800-Pound Pregnant Manatee Flown to SeaWorld Orlando’s Rescue Facility by U. S. Coast Guard for Care
The SeaWorld Orlando Rescue Team is now caring for an 800-pound pregnant manatee that arrived today on a U.S. Coast Guard plane from Connecticut – an amazing 1,300 mile journey. The manatee, named Washburn was picked up in Nantucket Sound and sent to the Mystic Aquarium for rehab. Manatees are not native to Massachusetts and the water is too cold for them to survive.
SeaWorld’s Animal Rescue team partnered with multiple agencies, including the U.S. Coast Guard and the Florida Fish and Wildlife Conservation (FWC) to coordinate today’s move. The manatee will receive expert care from SeaWorld’s Animal Rescue Team and veterinarians until she is ready to be returned to her natural Florida habitat.
So far this year, SeaWorld Orlando has rescued 20 manatees and returned 17 back to local Florida waters. Washburn is SeaWorld’s 21strescued manatee. Upon arrival, she immediately began to eat and swim in the rehabilitation pool. The SeaWorld Care Team will continue to monitor her and her unborn calf around the clock.
SeaWorld Parks & Entertainment operates one of the world’s most respected programs to rescue ill and injured marine animals, with the goal to rehabilitate and return to the ocean. SeaWorld animal experts have helped more than 28,000 animals in need – ill, injured, orphaned and abandoned – for more than four decades.
SeaWorld Orlando will work closely with the (FWC) to determine when Washburn is ready to be returned as well as the proper time and location for the return to take place.
Manatee Rescue & Rehabilitation Partnership
As part of the Manatee Rescue & Rehabilitation Partnership (MRP), SeaWorld Orlando is an acute care rehabilitation facility that provides life-saving medical care to rescued manatees.

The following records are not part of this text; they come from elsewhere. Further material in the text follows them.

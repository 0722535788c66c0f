use serde::{Deserialize, Serialize};

/// Structured signals extracted from a job description, plus a fit estimate
/// against the candidate profile.
///
/// This is also the strict decode target for LLM output: every non-`Option`
/// field must be present with the right type or the response is rejected.
#[derive(Debug, Clone, PartialEq, Serialize, Deserialize)]
pub struct JobAnalysis {
    pub title: String,
    pub company: String,
    #[serde(default)]
    pub location: Option<String>,
    #[serde(default)]
    pub employment_type: Option<String>,
    #[serde(default)]
    pub salary_range: Option<String>,
    #[serde(default)]
    pub summary: Option<String>,
    pub responsibilities: Vec<String>,
    pub required_skills: Vec<String>,
    pub preferred_skills: Vec<String>,
    /// 0 – 100
    pub fit_score: u32,
    pub missing_skills: Vec<String>,
    #[serde(default)]
    pub match_rationale: Option<String>,
}

/// Application-assist copy tailored to one job description.
#[derive(Debug, Clone, PartialEq, Serialize, Deserialize)]
pub struct GeneratedContent {
    pub resume_bullets: Vec<String>,
    pub cover_letter_paragraphs: Vec<String>,
    pub talking_points: Vec<String>,
}

/// Request body shared by both analysis endpoints.
#[derive(Debug, Clone, Deserialize)]
pub struct AnalyzeRequest {
    pub job_description: String,
    #[serde(default)]
    pub candidate_profile: Option<String>,
}

impl AnalyzeRequest {
    pub fn profile(&self) -> &str {
        self.candidate_profile.as_deref().unwrap_or("")
    }
}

The MRP is a cooperative group of non-profit, private, state, and federal entities who work together to monitor the health and survival of rehabilitated and released manatees. Information about manatees currently being tracked is available at www.wildtracks.org. The Florida manatee is at risk from both natural and man-made causes of injury and mortality. Exposure to red tide, cold stress, and disease are all natural problems that can affect manatees. Human-caused threats include boat strikes, crushing by flood gates or locks, and entanglement in or ingestion of fishing gear.